Lawyers for accused Highland Park parade shooter ask for more time to review ‘volume’ of evidence

Lawyers for the man accused of killing seven people at the Highland Park Fourth of July parade asked the judge Tuesday for more time to review the large amount of evidence shared with them.

Robert Crimo III’s lawyers said they have received 2,500 pages of evidence from prosecutors and expect to receive thousands more in the coming days.

"Because of the volume of discovery, we don’t believe setting a trial date is prudent," Crimo’s public defense attorney Anton Trizna told Judge Victoria Rossetti.

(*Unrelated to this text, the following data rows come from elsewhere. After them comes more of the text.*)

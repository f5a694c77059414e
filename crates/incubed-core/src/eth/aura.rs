//! Authority round: seal recovery, the finality walk over consecutive
//! headers and the validator history fed by `in3_validatorList`.

use super::header::BlockHeader;
use crate::crypto::recover_address;
use crate::error::{VerifyError, VerifyResult};
use crate::rlp;
use crate::trie::{self, Expected};
use crate::types::{serde_hex, Receipt, ValidatorTransition};
use serde::{Deserialize, Serialize};
use tracing::{debug, info};

/// `InitiateChange(bytes32,address[])` of the validator set contract.
pub const INITIATE_CHANGE_TOPIC: [u8; 32] = [
    0x55, 0x25, 0x2f, 0xa6, 0xee, 0xe4, 0x74, 0x1b, 0x4e, 0x24, 0xa7, 0x4a, 0x70, 0xe9, 0xc1,
    0x1f, 0xd2, 0xc2, 0x28, 0x1d, 0xf8, 0xd6, 0xea, 0x13, 0x12, 0x6f, 0xf8, 0x45, 0xf7, 0x82,
    0x5c, 0x89,
];

/// Validator sets ordered by the block they take effect at.
#[derive(Clone, Debug, Default, PartialEq, Eq, Serialize, Deserialize)]
#[serde(rename_all = "camelCase")]
pub struct ValidatorHistory {
    transitions: Vec<ValidatorTransition>,
    last_change: u64,
}

impl ValidatorHistory {
    pub fn from_transitions(mut transitions: Vec<ValidatorTransition>) -> Self {
        transitions.sort_by_key(|t| t.block);
        let last_change = transitions.last().map(|t| t.block).unwrap_or_default();
        Self {
            transitions,
            last_change,
        }
    }

    pub fn storage_key(chain_id: u64) -> String {
        format!("validators_{}", chain_id)
    }

    /// Block of the newest known transition.
    pub fn last_change(&self) -> u64 {
        self.last_change
    }

    pub fn is_empty(&self) -> bool {
        self.transitions.is_empty()
    }

    /// The set in effect at `block`.
    pub fn validators_at(&self, block: u64) -> &[[u8; 20]] {
        self.transitions
            .iter()
            .rev()
            .find(|t| t.block <= block)
            .map(|t| t.validators.as_slice())
            .unwrap_or_default()
    }

    pub fn add(&mut self, transition: ValidatorTransition) {
        info!(
            block = transition.block,
            validators = transition.validators.len(),
            "validator set changed"
        );
        self.last_change = self.last_change.max(transition.block);
        self.transitions.retain(|t| t.block != transition.block);
        let at = self.transitions.partition_point(|t| t.block < transition.block);
        self.transitions.insert(at, transition);
    }
}

/// Address that sealed an aura header.
pub fn signer(header: &BlockHeader<'_>) -> VerifyResult<[u8; 20]> {
    let (rs, v) = header.seal_signature()?;
    recover_address(&header.bare_hash()?, &rs, v)
        .map_err(|_| VerifyError::invalid("The signature of a validator could not recover!"))
}

/// Check that every header was sealed by the validator whose turn it was,
/// that the headers form a chain, and that enough of the validator set
/// signed on top of the first one. `passed * 100 / validators` truncates.
pub fn verify_authority(headers: &[BlockHeader<'_>], history: &ValidatorHistory, needed_finality: u8) -> VerifyResult<()> {
    let first = headers
        .first()
        .ok_or_else(|| VerifyError::invalid("no header to verify"))?;
    let validator_count = history.validators_at(first.number()?).len();
    if validator_count == 0 {
        return Err(VerifyError::invalid("no validators"));
    }

    let mut parent: Option<[u8; 32]> = None;
    for header in headers {
        if let Some(hash) = parent {
            if header.parent_hash()? != hash {
                return Err(VerifyError::invalid(
                    "The parent hashes of the finality blocks don't match",
                ));
            }
        }
        let validators = history.validators_at(header.number()?);
        if validators.is_empty() {
            return Err(VerifyError::invalid("could not find the validator for the block"));
        }
        let proposer = validators[(header.step()? % validators.len() as u64) as usize];
        if signer(header)? != proposer {
            return Err(VerifyError::invalid("the block was signed by the wrong key"));
        }
        parent = Some(header.hash());
    }

    if headers.len() * 100 / validator_count < needed_finality as usize {
        return Err(VerifyError::invalid("not enough blocks to reach finality"));
    }
    Ok(())
}

/// Result of `in3_validatorList`.
#[derive(Clone, Debug, Default, PartialEq, Eq, Serialize, Deserialize)]
#[serde(default, rename_all = "camelCase")]
pub struct ValidatorList {
    pub states: Vec<ValidatorState>,
}

#[derive(Clone, Debug, Default, PartialEq, Eq, Serialize, Deserialize)]
#[serde(default, rename_all = "camelCase")]
pub struct ValidatorState {
    #[serde(with = "serde_hex::quantity")]
    pub block: u64,
    #[serde(with = "serde_hex::addresses")]
    pub validators: Vec<[u8; 20]>,
    pub proof: Option<ValidatorStateProof>,
}

/// Proof that the `InitiateChange` event of a state was finalized.
#[derive(Clone, Debug, Default, PartialEq, Eq, Serialize, Deserialize)]
#[serde(default, rename_all = "camelCase")]
pub struct ValidatorStateProof {
    #[serde(with = "serde_hex::bytes")]
    pub block: Vec<u8>,
    #[serde(with = "serde_hex::bytes_list")]
    pub finality_blocks: Vec<Vec<u8>>,
    /// Receipt proof in the block's receipts root.
    #[serde(with = "serde_hex::bytes_list")]
    pub proof: Vec<Vec<u8>>,
    #[serde(with = "serde_hex::quantity")]
    pub tx_index: u64,
    #[serde(with = "serde_hex::quantity")]
    pub log_index: u64,
}

/// ABI encoding of `address[]` as emitted in the event data.
pub fn encode_validator_data(validators: &[[u8; 20]]) -> Vec<u8> {
    let mut out = Vec::with_capacity(64 + validators.len() * 32);
    let mut word = [0u8; 32];
    word[24..].copy_from_slice(&32u64.to_be_bytes());
    out.extend_from_slice(&word);
    word[24..].copy_from_slice(&(validators.len() as u64).to_be_bytes());
    out.extend_from_slice(&word);
    for validator in validators {
        let mut word = [0u8; 32];
        word[12..].copy_from_slice(validator);
        out.extend_from_slice(&word);
    }
    out
}

/// Verify every state newer than the history and append it.
pub fn verify_validator_list(
    list: &ValidatorList,
    history: &mut ValidatorHistory,
    validator_contract: &[u8; 20],
    needed_finality: u8,
) -> VerifyResult<()> {
    for state in &list.states {
        if state.block <= history.last_change() {
            continue;
        }
        let proof = state
            .proof
            .as_ref()
            .ok_or_else(|| VerifyError::missing("validator list has no proof"))?;

        let header = BlockHeader::parse(&proof.block)?;
        if header.number()? != state.block {
            return Err(VerifyError::invalid("block number mismatch"));
        }
        let mut headers = vec![header];
        for raw in &proof.finality_blocks {
            headers.push(BlockHeader::parse(raw)?);
        }
        verify_authority(&headers, history, needed_finality)
            .map_err(|e| e.context("validator change"))?;

        let path = rlp::encode_tx_path(proof.tx_index);
        let raw_receipt = trie::verify_proof(&header.receipts_root()?, &path, &proof.proof, Expected::Fetch)?
            .ok_or_else(|| VerifyError::invalid("Could not verify the merkle proof"))?;
        let receipt = Receipt::decode(raw_receipt)?;
        let log = receipt
            .logs
            .get(proof.log_index as usize)
            .ok_or_else(|| VerifyError::invalid("log index out of range"))?;

        if log.address != *validator_contract {
            return Err(VerifyError::invalid("Wrong address in log"));
        }
        if log.topics.first() != Some(&INITIATE_CHANGE_TOPIC) {
            return Err(VerifyError::invalid("Wrong topic in log"));
        }
        if log.data != encode_validator_data(&state.validators) {
            return Err(VerifyError::invalid("wrong data in log"));
        }

        debug!(block = state.block, "verified validator change");
        history.add(ValidatorTransition {
            block: state.block,
            validators: state.validators.clone(),
        });
    }
    Ok(())
}

#[cfg(test)]
mod tests {
    use super::*;
    use crate::crypto::keccak256;
    use crate::fixtures::eth::AuraChain;

    #[test]
    fn test_initiate_change_topic() {
        assert_eq!(keccak256(b"InitiateChange(bytes32,address[])"), INITIATE_CHANGE_TOPIC);
    }

    #[test]
    fn test_history_lookup() {
        let mut history = ValidatorHistory::from_transitions(vec![
            ValidatorTransition { block: 100, validators: vec![[2; 20]] },
            ValidatorTransition { block: 0, validators: vec![[1; 20]] },
        ]);
        assert_eq!(history.last_change(), 100);
        assert_eq!(history.validators_at(99), &[[1; 20]]);
        assert_eq!(history.validators_at(100), &[[2; 20]]);

        history.add(ValidatorTransition { block: 50, validators: vec![[3; 20]] });
        assert_eq!(history.last_change(), 100);
        assert_eq!(history.validators_at(60), &[[3; 20]]);
        assert!(ValidatorHistory::default().validators_at(5).is_empty());
    }

    #[test]
    fn test_two_of_three_validators_reach_51_percent() {
        let chain = AuraChain::new(3);
        let raw = chain.sealed_chain(10, 2);
        let headers: Vec<_> = raw.iter().map(|h| BlockHeader::parse(h).unwrap()).collect();
        // 2 * 100 / 3 = 66
        assert!(verify_authority(&headers, &chain.history(), 51).is_ok());
        assert_eq!(
            verify_authority(&headers, &chain.history(), 67).unwrap_err().message,
            "not enough blocks to reach finality"
        );
        assert_eq!(signer(&headers[0]).unwrap(), chain.validator_for_step(10));
    }

    #[test]
    fn test_non_validator_seal_rejected() {
        let chain = AuraChain::new(3);
        let mut raw = chain.sealed_chain(10, 2);
        raw[1] = chain.seal_with_outsider(&raw[1]);
        let headers: Vec<_> = raw.iter().map(|h| BlockHeader::parse(h).unwrap()).collect();
        assert_eq!(
            verify_authority(&headers, &chain.history(), 51).unwrap_err().message,
            "the block was signed by the wrong key"
        );
    }

    #[test]
    fn test_broken_parent_link_rejected() {
        let chain = AuraChain::new(3);
        let first = chain.sealed_chain(10, 1).remove(0);
        let unrelated = chain.sealed_chain(20, 1).remove(0);
        let headers = vec![
            BlockHeader::parse(&first).unwrap(),
            BlockHeader::parse(&unrelated).unwrap(),
        ];
        assert_eq!(
            verify_authority(&headers, &chain.history(), 0).unwrap_err().message,
            "The parent hashes of the finality blocks don't match"
        );
    }

    #[test]
    fn test_validator_list_extends_history() {
        let chain = AuraChain::new(3);
        let new_set = vec![[0x42; 20], [0x43; 20]];
        let list = chain.validator_change(500, &new_set);
        let mut history = chain.history();

        verify_validator_list(&list, &mut history, &chain.validator_contract, 51).unwrap();
        assert_eq!(history.last_change(), 500);
        assert_eq!(history.validators_at(500), new_set.as_slice());

        // already known states are skipped
        verify_validator_list(&list, &mut history, &chain.validator_contract, 51).unwrap();

        let mut forged = chain.validator_change(600, &new_set);
        forged.states[0].validators = vec![[0x99; 20]];
        let err = verify_validator_list(&forged, &mut chain.history(), &chain.validator_contract, 51)
            .unwrap_err();
        assert_eq!(err.message, "wrong data in log");
    }
}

Crimo raised his shackled right hand and flashed a peace sign toward prosecutors as he stood to be escorted from the courtroom after the brief hearing.

Rossetti set Crimo’s next court hearing for Jan. 31. The judge said lawyers also need more time due to issues with subpoenas for victims’ medical records.


Lake County State’s Attorney Eric Rinehart told reporters the agreement to continue the discovery phase is a sign that Crimo’s lawyers are pleased with the cooperation of prosecutors.

"All of that information needs to be tendered to the defense in an orderly and cataloged way. And that’s exactly what we’re doing," Rinehart said. "There have been no problems in that process. The defense did not make any complaints today, appropriately."

The evidence includes information from witnesses, victims, officers and surveillance videos, Rinehart said.

Crimo was indicted on 117 felony charges. He pleaded not guilty on Aug. 3.

Crimo turned 22 in late September at the Lake County Jail, where he has been held without bail.

Crimo is the target of a dozen civil lawsuits filed by shooting victims. Those lawsuits also accuse gunmaker Smith & Wesson of deceptive advertising practices; two gun shops of selling Crimo an assault weapon while allegedly knowing he was a resident of Highland Park, which bans the weapons; and Crimo’s father, who signed paperwork to allow his son to buy the guns as a minor.

Crimo’s parents have spoken to their son by phone but not in person since the shooting, said George Gomez, a lawyer helping Crimo’s father but not in the civil lawsuits.

"They’re still mixed with emotions, but they’d like to keep their opinions private at the moment. They’re still trying to heal as well," Gomez told reporters outside the Lake County courthouse Tuesday.

The younger Crimo is accused of firing an assault rifle at paradegoers from a rooftop at the corner of Central Avenue and Second Street in the north suburb. Seven people died and 48 others were wounded.

Crimo allegedly disguised himself in women’s clothes during the attack and dropped the rifle while running away. Police identified Crimo by that weapon and from images from surveillance cameras. Police arrested Crimo as he drove his mother’s car in North Chicago, eight hours after the attack.

The victims who died were Katherine Goldstein, 64; Irina McCarthy, 35; Kevin McCarthy, 37; Jacki Sundheim, 63; Stephen Straus, 88; Nicolas Toledo, 78; and Eduardo Uvaldo, 69.